Researchers determined that in the 395 high school students they pursued for two years, those who laughed off the risks of smoking were three times more susceptible than others to pick up the habit.
"This is the first paper that really shows that perceptions truly predict behavior," senior researcher Dr. Bonnie L. Halpern-Felsher said.
The study also indicates that their concepts about the long and brief results of smoking are just as significant, stated Halpern-Felsher, an associate professor of pediatrics at the University of California, San Francisco.

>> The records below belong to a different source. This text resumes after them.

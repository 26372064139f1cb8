//! Weekly orchestration and roster KPIs.
//!
//! # Algorithm
//!
//! `WeeklyScheduler` runs one independent genetic search per weekday with a
//! shared Flexible-driver rotation. Days may run on the rayon thread pool;
//! per-day seeds make both modes produce identical rosters.
//!
//! # KPI
//!
//! `RosterKpi` reports trip, vehicle and driver counts, duty minutes and
//! coverage next to the penalty breakdown.

mod kpi;
mod weekly;

pub use kpi::RosterKpi;
pub use weekly::WeeklyScheduler;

Heart disease, lung cancer and chronic respiratory issues are in the middle of the serious future risks of smoking, where troubles like a chronic cough, colds and reeking of smoke occur once you start the habit.
In this investigation, teens that brushed off these harms were three to four times more apt to begin smoking.
The study notes that anti-smoking propaganda targeted at teens ought to tackle the immediate risks, Halpern-Felsher noted in the report published in the American Journal of Public Health.
The data also shows the magnitude about the social aspects of smoking, like smoking will "look cool," Halpern-Felsher said, or aid in relaxing.